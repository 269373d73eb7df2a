use std::sync::Arc;

use async_trait::async_trait;
use sqa_core::{GenerationFailure, GenerationResult, Story, TestCase, TestCaseGenerator};
use tracing::{info, warn};

use crate::openai::ChatCompletion;
use crate::prompt::{ChatRequest, DEFAULT_MAX_TOKENS};

/// Asks the model for each story in turn. A failed story is recorded and the batch continues.
pub struct LlmTestCaseGenerator {
    client: Arc<dyn ChatCompletion>,
    max_tokens: u32,
}

impl LlmTestCaseGenerator {
    pub fn new(client: Arc<dyn ChatCompletion>) -> Self {
        Self {
            client,
            max_tokens: DEFAULT_MAX_TOKENS,
        }
    }

    pub fn with_max_tokens(mut self, max_tokens: u32) -> Self {
        self.max_tokens = max_tokens;
        self
    }
}

#[async_trait]
impl TestCaseGenerator for LlmTestCaseGenerator {
    async fn generate(&self, stories: &[Story]) -> Vec<GenerationResult> {
        info!("generating test cases for {} stories", stories.len());
        let mut results = Vec::with_capacity(stories.len());
        for story in stories {
            let request = ChatRequest::for_story(story, self.max_tokens);
            let result = match self.client.complete(&request).await {
                Ok(text) => Ok(TestCase::new(story.id.clone(), text.trim())),
                Err(e) => {
                    warn!("test case generation failed for {}: {e}", story.id);
                    Err(GenerationFailure {
                        story_id: story.id.clone(),
                        category: e.category(),
                        message: e.to_string(),
                    })
                }
            };
            results.push(result);
        }
        results
    }
}

/// Offline generator that never calls a model.
#[derive(Clone, Debug, Default)]
pub struct TemplateTestCaseGenerator;

pub fn mocked_test_case(summary: &str) -> String {
    format!("Test case for {summary} (mocked)")
}

#[async_trait]
impl TestCaseGenerator for TemplateTestCaseGenerator {
    async fn generate(&self, stories: &[Story]) -> Vec<GenerationResult> {
        stories
            .iter()
            .map(|s| Ok(TestCase::new(s.id.clone(), mocked_test_case(&s.summary))))
            .collect()
    }
}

==*==

# Task to complete
From the preceding material, count every line that contains the word "TemplateTestCaseGenerator". Reply with the number only.

# Answer to this task
2